Type out the data below in its entirety, exactly as given.

▼

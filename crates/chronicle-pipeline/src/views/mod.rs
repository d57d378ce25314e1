//! Named, swappable table-to-table transformations.
//!
//! The same logical view may be registered twice: once as composable
//! [`Table`](chronicle_types::Table) operations ([`expr`]) and once as SQL
//! text run by SQLite ([`sql`]), conventionally under an `_optimized`
//! suffix. Callers pick by name; swapping needs no caller change.

pub mod builtin;
pub mod expr;
pub mod sql;

use std::collections::BTreeMap;
use std::sync::Arc;

use chronicle_types::{ChronicleError, Result};

use crate::stage::Transform;

pub use builtin::{builtin_contract, builtin_views, register_expression_views, register_sql_views};
pub use sql::{OutputShape, SqlView};

/// Suffix naming the hand-tuned variant of a view family.
pub const OPTIMIZED_SUFFIX: &str = "_optimized";

// ---------------------------------------------------------------------------
// ViewRegistry
// ---------------------------------------------------------------------------

/// Name to transform catalog. Constructed explicitly and injected.
#[derive(Default)]
pub struct ViewRegistry {
    views: BTreeMap<String, Arc<dyn Transform>>,
}

impl ViewRegistry {
    pub fn new() -> Self {
        Self::default()
    }

    /// Register `view` under `name`. Names are never silently replaced.
    pub fn register(&mut self, name: impl Into<String>, view: impl Transform + 'static) -> Result<()> {
        self.register_shared(name, Arc::new(view))
    }

    pub fn register_shared(&mut self, name: impl Into<String>, view: Arc<dyn Transform>) -> Result<()> {
        let name = name.into();
        if self.views.contains_key(&name) {
            return Err(ChronicleError::DuplicateName { kind: "view", name });
        }
        tracing::debug!(view = %name, "View registered");
        self.views.insert(name, view);
        Ok(())
    }

    pub fn get(&self, name: &str) -> Result<Arc<dyn Transform>> {
        self.views
            .get(name)
            .cloned()
            .ok_or_else(|| ChronicleError::NotFound {
                kind: "view",
                name: name.to_string(),
            })
    }

    pub fn has(&self, name: &str) -> bool {
        self.views.contains_key(name)
    }

    /// Registered names, sorted.
    pub fn list(&self) -> Vec<&str> {
        self.views.keys().map(String::as_str).collect()
    }

    pub fn unregister(&mut self, name: &str) -> Result<Arc<dyn Transform>> {
        self.views.remove(name).ok_or_else(|| ChronicleError::NotFound {
            kind: "view",
            name: name.to_string(),
        })
    }

    pub fn clear(&mut self) {
        self.views.clear();
    }

    pub fn len(&self) -> usize {
        self.views.len()
    }

    pub fn is_empty(&self) -> bool {
        self.views.is_empty()
    }
}

#[cfg(test)]
mod tests {
    use super::*;
    use crate::stage::{FnTransform, StageContext};
    use chronicle_types::{ColumnDef, DataType, Table, Value};

    fn identity() -> FnTransform<fn(Table) -> Result<Table>> {
        FnTransform::new(Ok as fn(Table) -> Result<Table>)
    }

    #[test]
    fn register_and_list_sorted() {
        let mut reg = ViewRegistry::new();
        reg.register("zeta", identity()).unwrap();
        reg.register("alpha", identity()).unwrap();
        assert_eq!(reg.list(), vec!["alpha", "zeta"]);
        assert!(reg.has("alpha"));
        assert_eq!(reg.len(), 2);
    }

    #[test]
    fn duplicate_name_rejected() {
        let mut reg = ViewRegistry::new();
        reg.register("chunks", identity()).unwrap();
        let err = reg.register("chunks", identity()).unwrap_err();
        assert!(matches!(err, ChronicleError::DuplicateName { kind: "view", .. }));
    }

    #[test]
    fn get_missing_is_not_found() {
        let reg = ViewRegistry::new();
        assert!(matches!(
            reg.get("nope"),
            Err(ChronicleError::NotFound { kind: "view", .. })
        ));
    }

    #[test]
    fn unregister_and_clear() {
        let mut reg = ViewRegistry::new();
        reg.register("a", identity()).unwrap();
        reg.register("b", identity()).unwrap();
        reg.unregister("a").unwrap();
        assert!(!reg.has("a"));
        assert!(reg.unregister("a").is_err());
        reg.clear();
        assert!(reg.is_empty());
        // A cleared name can be registered again.
        reg.register("b", identity()).unwrap();
    }

    #[tokio::test]
    async fn lookup_returns_callable_view() {
        let mut reg = ViewRegistry::new();
        reg.register(
            "double_rows",
            FnTransform::new(|t: Table| {
                let mut rows = t.rows().to_vec();
                rows.extend(t.rows().iter().cloned());
                Table::new(t.columns().to_vec(), rows)
            }),
        )
        .unwrap();
        let input = Table::new(
            vec![ColumnDef::required("n", DataType::Int64)],
            vec![vec![Value::Int64(1)]],
        )
        .unwrap();
        let view = reg.get("double_rows").unwrap();
        let out = view.apply(input, &StageContext::default()).await.unwrap();
        assert_eq!(out.len(), 2);
    }
}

▲

ANSWER TO THE PROBLEM:
filename crates/chronicle-pipeline/src/views/mod.rs
repository d57d378ce25314e1
//! Named, swappable table-to-table transformations.
//!
//! The same logical view may be registered twice: once as composable
//! [`Table`](chronicle_types::Table) operations ([`expr`]) and once as SQL
//! text run by SQLite ([`sql`]), conventionally under an `_optimized`
//! suffix. Callers pick by name; swapping needs no caller change.

pub mod builtin;
pub mod expr;
pub mod sql;

use std::collections::BTreeMap;
use std::sync::Arc;

use chronicle_types::{ChronicleError, Result};

use crate::stage::Transform;

pub use builtin::{builtin_contract, builtin_views, register_expression_views, register_sql_views};
pub use sql::{OutputShape, SqlView};

/// Suffix naming the hand-tuned variant of a view family.
pub const OPTIMIZED_SUFFIX: &str = "_optimized";

// ---------------------------------------------------------------------------
// ViewRegistry
// ---------------------------------------------------------------------------

/// Name to transform catalog. Constructed explicitly and injected.
#[derive(Default)]
pub struct ViewRegistry {
    views: BTreeMap<String, Arc<dyn Transform>>,
}

impl ViewRegistry {
    pub fn new() -> Self {
        Self::default()
    }

    /// Register `view` under `name`. Names are never silently replaced.
    pub fn register(&mut self, name: impl Into<String>, view: impl Transform + 'static) -> Result<()> {
        self.register_shared(name, Arc::new(view))
    }

    pub fn register_shared(&mut self, name: impl Into<String>, view: Arc<dyn Transform>) -> Result<()> {
        let name = name.into();
        if self.views.contains_key(&name) {
            return Err(ChronicleError::DuplicateName { kind: "view", name });
        }
        tracing::debug!(view = %name, "View registered");
        self.views.insert(name, view);
        Ok(())
    }

    pub fn get(&self, name: &str) -> Result<Arc<dyn Transform>> {
        self.views
            .get(name)
            .cloned()
            .ok_or_else(|| ChronicleError::NotFound {
                kind: "view",
                name: name.to_string(),
            })
    }

    pub fn has(&self, name: &str) -> bool {
        self.views.contains_key(name)
    }

    /// Registered names, sorted.
    pub fn list(&self) -> Vec<&str> {
        self.views.keys().map(String::as_str).collect()
    }

    pub fn unregister(&mut self, name: &str) -> Result<Arc<dyn Transform>> {
        self.views.remove(name).ok_or_else(|| ChronicleError::NotFound {
            kind: "view",
            name: name.to_string(),
        })
    }

    pub fn clear(&mut self) {
        self.views.clear();
    }

    pub fn len(&self) -> usize {
        self.views.len()
    }

    pub fn is_empty(&self) -> bool {
        self.views.is_empty()
    }
}

#[cfg(test)]
mod tests {
    use super::*;
    use crate::stage::{FnTransform, StageContext};
    use chronicle_types::{ColumnDef, DataType, Table, Value};

    fn identity() -> FnTransform<fn(Table) -> Result<Table>> {
        FnTransform::new(Ok as fn(Table) -> Result<Table>)
    }

    #[test]
    fn register_and_list_sorted() {
        let mut reg = ViewRegistry::new();
        reg.register("zeta", identity()).unwrap();
        reg.register("alpha", identity()).unwrap();
        assert_eq!(reg.list(), vec!["alpha", "zeta"]);
        assert!(reg.has("alpha"));
        assert_eq!(reg.len(), 2);
    }

    #[test]
    fn duplicate_name_rejected() {
        let mut reg = ViewRegistry::new();
        reg.register("chunks", identity()).unwrap();
        let err = reg.register("chunks", identity()).unwrap_err();
        assert!(matches!(err, ChronicleError::DuplicateName { kind: "view", .. }));
    }

    #[test]
    fn get_missing_is_not_found() {
        let reg = ViewRegistry::new();
        assert!(matches!(
            reg.get("nope"),
            Err(ChronicleError::NotFound { kind: "view", .. })
        ));
    }

    #[test]
    fn unregister_and_clear() {
        let mut reg = ViewRegistry::new();
        reg.register("a", identity()).unwrap();
        reg.register("b", identity()).unwrap();
        reg.unregister("a").unwrap();
        assert!(!reg.has("a"));
        assert!(reg.unregister("a").is_err());
        reg.clear();
        assert!(reg.is_empty());
        // A cleared name can be registered again.
        reg.register("b", identity()).unwrap();
    }

    #[tokio::test]
    async fn lookup_returns_callable_view() {
        let mut reg = ViewRegistry::new();
        reg.register(
            "double_rows",
            FnTransform::new(|t: Table| {
                let mut rows = t.rows().to_vec();
                rows.extend(t.rows().iter().cloned());
                Table::new(t.columns().to_vec(), rows)
            }),
        )
        .unwrap();
        let input = Table::new(
            vec![ColumnDef::required("n", DataType::Int64)],
            vec![vec![Value::Int64(1)]],
        )
        .unwrap();
        let view = reg.get("double_rows").unwrap();
        let out = view.apply(input, &StageContext::default()).await.unwrap();
        assert_eq!(out.len(), 2);
    }
}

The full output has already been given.